Apa yang salah dengan air seni bayi Anda yang berwarna kuning?

  Sebagian besar urin bayi normal berwarna kuning pucat. Namun, ketika bayi kehilangan cairan di dalam tubuh dan urinnya pekat, warna urin akan menjadi lebih gelap; dan urin berwarna kuning dalam jangka waktu lama dapat mengindikasikan adanya penyakit tertentu di dalam tubuh. Umumnya, urine berwarna kuning sering terjadi pada bayi dalam situasi berikut: 1, pemberian makanan yang tidak mencukupi: dua atau tiga hari setelah kelahiran bayi yang baru lahir, kurangnya ASI dan asupan air yang tidak mencukupi membuat urine menjadi pekat, sehingga menghasilkan lebih sedikit air seni dan urine berwarna kuning. Pada saat ini, Anda perlu memperkuat nutrisi, menambah air, warna urin akan menjadi lebih terang.  2. Penyakit kuning: Penyakit kuning dapat terjadi dua atau tiga hari setelah kelahiran karena kadar bilirubin dalam darah tinggi dan dapat dikeluarkan melalui urin yang berwarna kekuningan.
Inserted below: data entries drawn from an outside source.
use chrono::{DateTime, Utc};
use sqlx::{FromRow, PgConnection};
use uuid::Uuid;

use crate::dto::question_dto::{CreateQuestionPayload, PatchQuestionPayload};
use crate::error::Result;
use crate::models::answer::Answer;
use crate::models::question::{Question, QuestionWithAnswers};

const COLUMNS: &str =
    "guid, test_guid, title, type, is_deleted, created, updated, created_by, updated_by";

/// Flat row of the question ⨯ live-answer left join. Answer columns are
/// nullable because a live question may have no live answers.
#[derive(Debug, FromRow)]
struct QuestionAnswerRow {
    guid: Uuid,
    test_guid: Uuid,
    title: String,
    kind: String,
    is_deleted: i32,
    created: DateTime<Utc>,
    updated: DateTime<Utc>,
    created_by: Uuid,
    updated_by: Uuid,
    a_guid: Option<Uuid>,
    a_question_guid: Option<Uuid>,
    a_text: Option<String>,
    a_sub_text: Option<String>,
    a_is_correct: Option<i32>,
    a_created: Option<DateTime<Utc>>,
    a_updated: Option<DateTime<Utc>>,
    a_created_by: Option<Uuid>,
    a_updated_by: Option<Uuid>,
}

const JOINED_COLUMNS: &str = "q.guid, q.test_guid, q.title, q.type AS kind, q.is_deleted, \
     q.created, q.updated, q.created_by, q.updated_by, \
     a.guid AS a_guid, a.question_guid AS a_question_guid, a.text AS a_text, \
     a.sub_text AS a_sub_text, a.is_correct AS a_is_correct, a.created AS a_created, \
     a.updated AS a_updated, a.created_by AS a_created_by, a.updated_by AS a_updated_by";

pub struct QuestionStore;

impl QuestionStore {
    pub async fn count(conn: &mut PgConnection, guids: Option<&[Uuid]>) -> Result<i64> {
        let total = match guids {
            Some(guids) => {
                sqlx::query_scalar::<_, i64>(
                    "SELECT COUNT(guid) FROM question WHERE is_deleted = 0 AND guid = ANY($1)",
                )
                .bind(guids)
                .fetch_one(conn)
                .await?
            }
            None => {
                sqlx::query_scalar::<_, i64>(
                    "SELECT COUNT(guid) FROM question WHERE is_deleted = 0",
                )
                .fetch_one(conn)
                .await?
            }
        };
        Ok(total)
    }

    pub async fn exists(conn: &mut PgConnection, guid: Uuid) -> Result<bool> {
        let found = sqlx::query_scalar::<_, Uuid>(
            "SELECT guid FROM question WHERE guid = $1 AND is_deleted = 0",
        )
        .bind(guid)
        .fetch_optional(conn)
        .await?;
        Ok(found.is_some())
    }

    pub async fn get_one(
        conn: &mut PgConnection,
        guid: Uuid,
    ) -> Result<Option<QuestionWithAnswers>> {
        let sql = format!(
            "SELECT {JOINED_COLUMNS} FROM question q
             LEFT JOIN answer a ON a.question_guid = q.guid AND a.is_deleted = 0
             WHERE q.guid = $1 AND q.is_deleted = 0
             ORDER BY a.created, a.guid"
        );
        let rows = sqlx::query_as::<_, QuestionAnswerRow>(&sql)
            .bind(guid)
            .fetch_all(conn)
            .await?;
        Ok(group_answers(rows).into_iter().next())
    }

    pub async fn get_multiple(
        conn: &mut PgConnection,
        guids: Option<&[Uuid]>,
        limit: i64,
        offset: i64,
    ) -> Result<Vec<QuestionWithAnswers>> {
        // Pagination applies to questions, not to join rows, so the page
        // window stays disjoint and exhaustive however many answers each
        // question carries.
        let rows = match guids {
            Some(guids) => {
                let sql = format!(
                    "SELECT {JOINED_COLUMNS} FROM (
                         SELECT * FROM question WHERE is_deleted = 0 AND guid = ANY($1)
                         ORDER BY created, guid LIMIT $2 OFFSET $3
                     ) q
                     LEFT JOIN answer a ON a.question_guid = q.guid AND a.is_deleted = 0
                     ORDER BY q.created, q.guid, a.created, a.guid"
                );
                sqlx::query_as::<_, QuestionAnswerRow>(&sql)
                    .bind(guids)
                    .bind(limit)
                    .bind(offset)
                    .fetch_all(conn)
                    .await?
            }
            None => {
                let sql = format!(
                    "SELECT {JOINED_COLUMNS} FROM (
                         SELECT * FROM question WHERE is_deleted = 0
                         ORDER BY created, guid LIMIT $1 OFFSET $2
                     ) q
                     LEFT JOIN answer a ON a.question_guid = q.guid AND a.is_deleted = 0
                     ORDER BY q.created, q.guid, a.created, a.guid"
                );
                sqlx::query_as::<_, QuestionAnswerRow>(&sql)
                    .bind(limit)
                    .bind(offset)
                    .fetch_all(conn)
                    .await?
            }
        };
        Ok(group_answers(rows))
    }

    /// Live questions of the given tests, each hydrated with its live
    /// answers and grouped by owning test.
    pub async fn for_tests(
        conn: &mut PgConnection,
        test_guids: &[Uuid],
    ) -> Result<Vec<QuestionWithAnswers>> {
        if test_guids.is_empty() {
            return Ok(Vec::new());
        }

        let sql = format!(
            "SELECT {JOINED_COLUMNS} FROM question q
             LEFT JOIN answer a ON a.question_guid = q.guid AND a.is_deleted = 0
             WHERE q.test_guid = ANY($1) AND q.is_deleted = 0
             ORDER BY q.created, q.guid, a.created, a.guid"
        );
        let rows = sqlx::query_as::<_, QuestionAnswerRow>(&sql)
            .bind(test_guids)
            .fetch_all(conn)
            .await?;
        Ok(group_answers(rows))
    }

    pub async fn create(
        conn: &mut PgConnection,
        actor: Uuid,
        form: &CreateQuestionPayload,
    ) -> Result<Question> {
        let sql = format!(
            "INSERT INTO question (guid, test_guid, title, type, created_by, updated_by)
             VALUES ($1, $2, $3, $4, $5, $5) RETURNING {COLUMNS}"
        );
        let question = sqlx::query_as::<_, Question>(&sql)
            .bind(Uuid::new_v4())
            .bind(form.test_guid)
            .bind(&form.title)
            .bind(&form.kind)
            .bind(actor)
            .fetch_one(conn)
            .await?;
        Ok(question)
    }

    pub async fn update(
        conn: &mut PgConnection,
        actor: Uuid,
        guid: Uuid,
        form: &CreateQuestionPayload,
    ) -> Result<Option<QuestionWithAnswers>> {
        sqlx::query(
            "UPDATE question
             SET test_guid = $1, title = $2, type = $3, updated_by = $4, updated = now()
             WHERE guid = $5",
        )
        .bind(form.test_guid)
        .bind(&form.title)
        .bind(&form.kind)
        .bind(actor)
        .bind(guid)
        .execute(&mut *conn)
        .await?;

        Self::get_one(conn, guid).await
    }

    pub async fn patch(
        conn: &mut PgConnection,
        actor: Uuid,
        guid: Uuid,
        form: &PatchQuestionPayload,
    ) -> Result<Option<QuestionWithAnswers>> {
        let mut sets: Vec<String> = Vec::new();
        let mut idx = 0usize;
        if form.test_guid.is_some() {
            idx += 1;
            sets.push(format!("test_guid = ${idx}"));
        }
        if form.title.is_some() {
            idx += 1;
            sets.push(format!("title = ${idx}"));
        }
        if form.kind.is_some() {
            idx += 1;
            sets.push(format!("type = ${idx}"));
        }
        idx += 1;
        sets.push(format!("updated_by = ${idx}"));
        sets.push("updated = now()".to_string());
        let sql = format!(
            "UPDATE question SET {} WHERE guid = ${}",
            sets.join(", "),
            idx + 1
        );

        let mut query = sqlx::query(&sql);
        if let Some(test_guid) = form.test_guid {
            query = query.bind(test_guid);
        }
        if let Some(title) = &form.title {
            query = query.bind(title);
        }
        if let Some(kind) = &form.kind {
            query = query.bind(kind);
        }
        query.bind(actor).bind(guid).execute(&mut *conn).await?;

        Self::get_one(conn, guid).await
    }

    pub async fn delete(conn: &mut PgConnection, actor: Uuid, guid: Uuid) -> Result<()> {
        sqlx::query(
            "UPDATE question SET is_deleted = 1, updated_by = $1, updated = now() WHERE guid = $2",
        )
        .bind(actor)
        .bind(guid)
        .execute(conn)
        .await?;
        Ok(())
    }
}

/// Collapse join rows into questions: duplicate parent rows (one per answer)
/// fold into a single question, a row with null answer columns into a
/// question with no answers. Relies on the query ordering by question key.
fn group_answers(rows: Vec<QuestionAnswerRow>) -> Vec<QuestionWithAnswers> {
    let mut questions: Vec<QuestionWithAnswers> = Vec::new();
    for row in rows {
        let parent_is_current =
            questions.last().map(|entry| entry.question.guid) == Some(row.guid);
        if !parent_is_current {
            questions.push(QuestionWithAnswers {
                question: Question {
                    guid: row.guid,
                    test_guid: row.test_guid,
                    title: row.title.clone(),
                    kind: row.kind.clone(),
                    is_deleted: row.is_deleted,
                    created: row.created,
                    updated: row.updated,
                    created_by: row.created_by,
                    updated_by: row.updated_by,
                },
                answers: Vec::new(),
            });
        }

        let answer = match (
            row.a_guid,
            row.a_question_guid,
            row.a_text,
            row.a_is_correct,
            row.a_created,
            row.a_updated,
            row.a_created_by,
            row.a_updated_by,
        ) {
            (
                Some(guid),
                Some(question_guid),
                Some(text),
                Some(is_correct),
                Some(created),
                Some(updated),
                Some(created_by),
                Some(updated_by),
            ) => Some(Answer {
                guid,
                question_guid,
                text,
                sub_text: row.a_sub_text,
                is_correct,
                is_deleted: 0,
                created,
                updated,
                created_by,
                updated_by,
            }),
            _ => None,
        };

        if let (Some(answer), Some(entry)) = (answer, questions.last_mut()) {
            entry.answers.push(answer);
        }
    }
    questions
}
Penyakit kuning fisiologis, umumnya tidak diperlukan perawatan khusus, selama perhatian diberikan pada pemberian makan yang cukup, perlahan-lahan akan mereda dengan sendirinya, dan fenomena urin berwarna kuning akan hilang.  3, penyakit sistem pencernaan: karena perkembangan sistem pencernaan bayi yang tidak sempurna, ketika ada diare, sakit perut, banyak dehidrasi dan fenomena lainnya, kekurangan air dalam tubuh juga akan menyebabkan urin kuning, maka Anda perlu mengisi kembali air tubuh, pengobatan diare, dll. Diare membaik, fenomena urin kuning akan hilang secara alami.  4. Infeksi saluran kemih: Ketika bayi Anda mengalami demam, enggan minum susu dan pucat, Anda harus mempertimbangkan apakah ada infeksi saluran kemih. Ketika Anda menemukan bahwa bayi Anda menangis ketika buang air kecil, atau sering buang air kecil atau berwarna kuning, Anda perlu mengesampingkan infeksi saluran kemih dan harus menemui dokter Anda lebih awal untuk pemeriksaan urin rutin dan perawatan dini.